Well....good luck finding trials that arent USCA. This thing affects very few USCA members. Only people trying for the FCI team are affected. The USCA will be allowed back in. Maybe not the AWDF but the FCI. because you can't expel 2/3 of the people on the sport in the US.


----------



## cdwoodcox (Jul 4, 2015)

Jax08 said:


> Well....good luck finding trials that arent USCA. This thing affects very few USCA members. Only people trying for the FCI team are affected. The USCA will be allowed back in. Maybe not the AWDF but the FCI. because you can't expel 2/3 of the people on the sport in the US.


Idk. I figure it will turn out kind of like the whole jump with the top spin. Be a big deal that turns out to be nothing. But, if not. Won't breeders and those that depend on imports be the ones to need DVG or another organization?


----------



## GatorDog (Aug 17, 2011)

I won’t be switching regardless. DVG, GSDCA, and AWDF don’t have the trials or quality that I’m interested in, and don’t have the numbers or availability to make it possible to begin with.


----------



## Jax08 (Feb 13, 2009)

> Idk. I figure it will turn out kind of like the whole jump with the top spin. Be a big deal that turns out to be nothing. But, if not. Won't breeders and those that depend on imports be the ones to need DVG or another organization?


Why would it affect breeders? The AWDF exists for one single national event. It has nothing to do with the AKC OR registering dogs. It is not a breed club. It is an invited guest of the FCI, not even a full member.

Who it did seriously affect were all the non USCA members....cuz....good luck finding trials.


----------



## lhczth (Apr 5, 2000)

My club is USCA and that isn't changing. USCA offers the most trials, 2 championships, regional events, great judges and also conformation events for the GSD people. I agree that I think this will be resolved.


----------



## cdwoodcox (Jul 4, 2015)

Yeah. So this is the stuff I wanted to know about. The way I understood it. And maybe I am way off. Is that if USCA doesn't get this resolved then any SV couldn't be done under USCA any imports with titles wouldn't be recognized or interchange with USCA titles. I read that it would basically render USCA like Continental kennel club. Sure it's registered just don't mean ****. Again I could very well be wrong. That is why I posted this. Hoping someone could clarify things.


----------



## cloudpump (Oct 20, 2015)

So what exactly is the issue of everything?


----------



## Jax08 (Feb 13, 2009)

The USCA is NOT an organization for registration. It can not be like the "continental kennel club".


----------



## cdwoodcox (Jul 4, 2015)

Jax08 said:


> The USCA is NOT an organization for registration. It can not be like the "continental kennel club".

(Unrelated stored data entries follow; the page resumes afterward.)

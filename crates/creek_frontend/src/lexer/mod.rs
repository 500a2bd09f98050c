
use std::str::Chars;

use crate::token::{Keyword, Token, TokenKind};

/// A pull lexer over raw script text.
///
/// Holds only the cursor needed to produce the next token, so `peek` can
/// run the scanner on a clone without committing position or line changes.
#[derive(Clone)]
pub struct TokenStream<'src> {
    chars: Chars<'src>,
    line: u32,
    token_line: u32,
}

impl<'src> TokenStream<'src> {
    pub fn new(source: &'src str) -> Self {
        Self {
            chars: source.chars(),
            line: 1,
            token_line: 1,
        }
    }

    /// Consumes and returns the next token. End of input yields `Eof`
    /// tokens indefinitely.
    pub fn next(&mut self) -> Token {
        let token = self.scan();
        self.token_line = token.line;
        token
    }

    /// Returns the token `next` would return, without consuming it.
    pub fn peek(&self) -> Token {
        self.clone().scan()
    }

    /// 1-based line of the most recently consumed token.
    pub fn line(&self) -> u32 {
        self.token_line
    }

    fn scan(&mut self) -> Token {
        loop {
            let line = self.line;

            let Some(ch) = self.bump() else {
                return Token {
                    kind: TokenKind::Eof,
                    line: self.line,
                };
            };

            let kind = match ch {
                ch if ch.is_ascii_whitespace() => continue,

                // comment to end of line
                '#' => {
                    while !matches!(self.bump(), Some('\n' | '\r') | None) {}
                    continue;
                }

                '"' => self.scan_string(),

                ch if ch.is_ascii_alphabetic() => self.scan_alpha(ch),

                ch if ch.is_ascii_digit() || ch == '.' => self.scan_number(ch),

                ch => TokenKind::Punct(ch),
            };

            return Token { kind, line };
        }
    }

    fn bump(&mut self) -> Option<char> {
        let ch = self.chars.next()?;
        if ch == '\n' {
            self.line += 1;
        }
        Some(ch)
    }

    fn peek_char(&self) -> Option<char> {
        self.chars.clone().next()
    }

    fn scan_string(&mut self) -> TokenKind {
        let mut text = String::new();
        loop {
            match self.bump() {
                Some('"') => return TokenKind::Str(text),
                // a literal that reaches a newline or the end of input
                // never lexes successfully
                Some('\n' | '\r') | None => return TokenKind::Invalid,
                Some(ch) => text.push(ch),
            }
        }
    }

    fn scan_alpha(&mut self, first: char) -> TokenKind {
        let mut ident = String::from(first);
        while let Some(ch) = self.peek_char() {
            if !ch.is_ascii_alphanumeric() {
                break;
            }
            ident.push(ch);
            self.bump();
        }

        match ident.as_str() {
            "true" => TokenKind::Bool(true),
            "false" => TokenKind::Bool(false),
            _ => match Keyword::from_ident(&ident) {
                Some(keyword) => TokenKind::Keyword(keyword),
                None => TokenKind::Identifier(ident),
            },
        }
    }

    fn scan_number(&mut self, first: char) -> TokenKind {
        let mut text = String::from(first);
        while let Some(ch) = self.peek_char() {
            if !(ch.is_ascii_digit() || ch == '.') {
                break;
            }
            text.push(ch);
            self.bump();
        }

        match text.matches('.').count() {
            0 => match text.parse::<i64>() {
                Ok(value) => TokenKind::Int(value),
                Err(_) => TokenKind::Invalid,
            },
            1 => match text.parse::<f64>() {
                Ok(value) => TokenKind::Float(value),
                Err(_) => TokenKind::Invalid,
            },
            _ => TokenKind::Invalid,
        }
    }
}
//! Command line and runtime configuration.

use std::{path::PathBuf, time::Duration};

use clap::{Args, Parser, Subcommand};

use crate::usecase::{DEFAULT_HISTORY_LIMIT, DEFAULT_TYPING_TIMEOUT};

#[derive(Parser, Debug)]
#[command(name = "huddle-server")]
#[command(about = "Real-time chat coordinator with presence, typing and read receipts", long_about = None)]
pub struct Cli {
    #[command(subcommand)]
    pub command: Command,
}

#[derive(Subcommand, Debug)]
pub enum Command {
    /// Run the coordinator
    Serve(ServeArgs),
    /// Mint an access token for local development
    Token(TokenArgs),
}

#[derive(Args, Debug, Clone)]
pub struct ServeArgs {
    /// Host address to bind the server to
    #[arg(short = 'H', long, env = "HUDDLE_HOST", default_value = "127.0.0.1")]
    pub host: String,

    /// Port number to bind the server to
    #[arg(short = 'p', long, env = "HUDDLE_PORT", default_value = "8080")]
    pub port: u16,

    /// HS256 secret used to verify access tokens
    #[arg(long, env = "HUDDLE_JWT_SECRET", hide_env_values = true)]
    pub jwt_secret: String,

    /// Inactivity window before a typing indicator expires
    #[arg(long, default_value_t = DEFAULT_TYPING_TIMEOUT.as_millis() as u64)]
    pub typing_timeout_ms: u64,

    /// Number of recent messages sent when joining a conversation
    #[arg(long, default_value_t = DEFAULT_HISTORY_LIMIT)]
    pub history_limit: usize,

    /// JSON fixture of users, conversations and participants to preload
    #[arg(long)]
    pub seed: Option<PathBuf>,
}

#[derive(Args, Debug, Clone)]
pub struct TokenArgs {
    /// HS256 secret shared with the server
    #[arg(long, env = "HUDDLE_JWT_SECRET", hide_env_values = true)]
    pub jwt_secret: String,

    #[arg(long)]
    pub user_id: String,

    #[arg(long, default_value_t = 24)]
    pub ttl_hours: u64,
}

/// Settings the coordinator runs with
#[derive(Debug, Clone)]
pub struct Config {
    pub host: String,
    pub port: u16,
    pub jwt_secret: String,
    pub typing_timeout: Duration,
    pub history_limit: usize,
    pub seed: Option<PathBuf>,
}

impl Config {
    /// Config for tests and embedding: loopback, ephemeral port, defaults
    pub fn with_secret(jwt_secret: impl Into<String>) -> Self {
        Self {
            host: "127.0.0.1".to_string(),
            port: 0,
            jwt_secret: jwt_secret.into(),
            typing_timeout: DEFAULT_TYPING_TIMEOUT,
            history_limit: DEFAULT_HISTORY_LIMIT,
            seed: None,
        }
    }
}

impl From<ServeArgs> for Config {
    fn from(args: ServeArgs) -> Self {
        Self {
            host: args.host,
            port: args.port,
            jwt_secret: args.jwt_secret,
            typing_timeout: Duration::from_millis(args.typing_timeout_ms),
            history_limit: args.history_limit,
            seed: args.seed,
        }
    }
}
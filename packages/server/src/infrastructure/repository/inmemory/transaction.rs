use std::collections::HashMap;

use async_trait::async_trait;
use tokio::sync::OwnedMutexGuard;

use crate::domain::{
    Conversation, ConversationId, Message, MessageId, Participant, RepositoryError, Transaction,
    UserId,
};

use super::store::{Tables, sort_participants};

/// Writes staged by a transaction, applied on commit
#[derive(Debug, Default)]
struct StagedWrites {
    conversations: HashMap<ConversationId, Conversation>,
    messages: HashMap<MessageId, Message>,
    /// Newly inserted message ids, in insertion order
    inserted: Vec<MessageId>,
    /// `None` marks a deletion
    participants: HashMap<(ConversationId, UserId), Option<Participant>>,
}

/// Transaction over [`super::InMemoryStore`].
///
/// Holds the store lock until it is committed, rolled back or dropped.
pub struct InMemoryTransaction {
    tables: OwnedMutexGuard<Tables>,
    staged: StagedWrites,
}

impl InMemoryTransaction {
    pub(super) fn new(tables: OwnedMutexGuard<Tables>) -> Self {
        Self {
            tables,
            staged: StagedWrites::default(),
        }
    }

    fn message_exists(&self, message_id: &MessageId) -> bool {
        self.staged.messages.contains_key(message_id) || self.tables.messages.contains_key(message_id)
    }
}

#[async_trait]
impl Transaction for InMemoryTransaction {
    async fn find_conversation(
        &mut self,
        conversation_id: &ConversationId,
    ) -> Result<Option<Conversation>, RepositoryError> {
        Ok(self
            .staged
            .conversations
            .get(conversation_id)
            .or_else(|| self.tables.conversations.get(conversation_id))
            .cloned())
    }

    async fn save_conversation(
        &mut self,
        conversation: Conversation,
    ) -> Result<(), RepositoryError> {
        self.staged
            .conversations
            .insert(conversation.id.clone(), conversation);
        Ok(())
    }

    async fn find_message(
        &mut self,
        message_id: &MessageId,
    ) -> Result<Option<Message>, RepositoryError> {
        Ok(self
            .staged
            .messages
            .get(message_id)
            .or_else(|| self.tables.messages.get(message_id))
            .cloned())
    }

    async fn insert_message(&mut self, message: Message) -> Result<(), RepositoryError> {
        if self.message_exists(&message.id) {
            return Err(RepositoryError::Conflict(format!(
                "message '{}' already exists",
                message.id
            )));
        }
        self.staged.inserted.push(message.id.clone());
        self.staged.messages.insert(message.id.clone(), message);
        Ok(())
    }

    async fn update_message(&mut self, message: Message) -> Result<(), RepositoryError> {
        if !self.message_exists(&message.id) {
            return Err(RepositoryError::NotFound(format!(
                "message '{}'",
                message.id
            )));
        }
        self.staged.messages.insert(message.id.clone(), message);
        Ok(())
    }

    async fn find_participant(
        &mut self,
        conversation_id: &ConversationId,
        user_id: &UserId,
    ) -> Result<Option<Participant>, RepositoryError> {
        let key = (conversation_id.clone(), user_id.clone());
        match self.staged.participants.get(&key) {
            Some(staged) => Ok(staged.clone()),
            None => Ok(self.tables.participants.get(&key).cloned()),
        }
    }

    async fn list_participants(
        &mut self,
        conversation_id: &ConversationId,
    ) -> Result<Vec<Participant>, RepositoryError> {
        let mut merged: HashMap<UserId, Participant> = self
            .tables
            .participants_of(conversation_id)
            .into_iter()
            .map(|p| (p.user_id.clone(), p))
            .collect();
        for ((staged_conversation, user_id), staged) in &self.staged.participants {
            if staged_conversation != conversation_id {
                continue;
            }
            match staged {
                Some(participant) => {
                    merged.insert(user_id.clone(), participant.clone());
                }
                None => {
                    merged.remove(user_id);
                }
            }
        }
        let mut participants: Vec<Participant> = merged.into_values().collect();
        sort_participants(&mut participants);
        Ok(participants)
    }

    async fn save_participant(
        &mut self,
        participant: Participant,
    ) -> Result<(), RepositoryError> {
        let key = (
            participant.conversation_id.clone(),
            participant.user_id.clone(),
        );
        self.staged.participants.insert(key, Some(participant));
        Ok(())
    }

    async fn delete_participant(
        &mut self,
        conversation_id: &ConversationId,
        user_id: &UserId,
    ) -> Result<bool, RepositoryError> {
        let existed = self.find_participant(conversation_id, user_id).await?.is_some();
        if existed {
            self.staged
                .participants
                .insert((conversation_id.clone(), user_id.clone()), None);
        }
        Ok(existed)
    }

    async fn commit(self: Box<Self>) -> Result<(), RepositoryError> {
        let InMemoryTransaction { mut tables, staged } = *self;

        for (id, conversation) in staged.conversations {
            tables.conversation_messages.entry(id.clone()).or_default();
            tables.conversations.insert(id, conversation);
        }
        for id in staged.inserted {
            if let Some(message) = staged.messages.get(&id) {
                tables
                    .conversation_messages
                    .entry(message.conversation_id.clone())
                    .or_default()
                    .push(id.clone());
            }
        }
        for (id, message) in staged.messages {
            tables.messages.insert(id, message);
        }
        for (key, participant) in staged.participants {
            match participant {
                Some(participant) => {
                    tables.participants.insert(key, participant);
                }
                None => {
                    tables.participants.remove(&key);
                }
            }
        }

        tracing::debug!("In-memory transaction committed");
        Ok(())
    }

    async fn rollback(self: Box<Self>) {
        tracing::debug!(
            "In-memory transaction rolled back ({} staged messages discarded)",
            self.staged.messages.len()
        );
    }
}
//! Huddle chat coordinator.
//!
//! Run with:
//! ```not_rust
//! HUDDLE_JWT_SECRET=dev cargo run --bin huddle-server -- serve --seed seed.json
//! HUDDLE_JWT_SECRET=dev cargo run --bin huddle-server -- token --user-id alice
//! ```

use std::sync::Arc;

use clap::Parser;
use huddle_server::{
    config::{Cli, Command, Config, TokenArgs},
    domain::UserId,
    infrastructure::{auth::JwtCredentialVerifier, repository::InMemoryStore, seed::SeedData},
    ui::{AppState, Server},
};
use huddle_shared::{logger::setup_logger, time::SystemClock};

#[tokio::main]
async fn main() {
    setup_logger(env!("CARGO_BIN_NAME"), "debug");

    let cli = Cli::parse();
    let result = match cli.command {
        Command::Serve(args) => serve(Config::from(args)).await,
        Command::Token(args) => print_token(args),
    };
    if let Err(e) = result {
        tracing::error!("{}", e);
        std::process::exit(1);
    }
}

async fn serve(config: Config) -> Result<(), Box<dyn std::error::Error>> {
    // 1. Storage (in-memory), optionally seeded
    let store = InMemoryStore::new();
    if let Some(path) = &config.seed {
        let seed = SeedData::load(path)?;
        tracing::info!(
            "Seeding {} user(s), {} conversation(s) from {}",
            seed.users.len(),
            seed.conversations.len(),
            path.display()
        );
        seed.apply(&store).await;
    }

    // 2. Use cases and shared state
    let state = AppState::in_memory(&config, store, Arc::new(SystemClock));
    tracing::info!(
        "Typing timeout {:?}, history limit {}",
        config.typing_timeout,
        config.history_limit
    );

    // 3. Server
    Server::new(state).run(config.host, config.port).await
}

fn print_token(args: TokenArgs) -> Result<(), Box<dyn std::error::Error>> {
    let user_id = UserId::new(args.user_id)?;
    // The token command only signs; user lookup happens on the server
    let verifier = JwtCredentialVerifier::new(&args.jwt_secret, Arc::new(InMemoryStore::new()));
    let ttl_seconds = i64::try_from(args.ttl_hours.saturating_mul(3600))?;
    let token = verifier.issue_token(&user_id, ttl_seconds)?;
    println!("{}", token);
    Ok(())
}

 I know it's not an organization for registration. I was referring to the titles not being honored or accepted by the other organizations. Therefore being equivalent to a CKC registered dog.


----------



## Jax08 (Feb 13, 2009)

The AWDF is ONLY there for a single championship. That is their entire purpose. They are not accepting USCA titles. Ok. SO that means everyone needs to find other trials in order to earn titles to enter the AWDF championship IF they want to try for the FCI championship. ONE SINGLE EVENT. Good luck finding trials that are not USCA. People with breeds that are not German Shepherds should be IRATE at the AWDF.

There were power plays on both sides.

If nothing else, play the numbers game...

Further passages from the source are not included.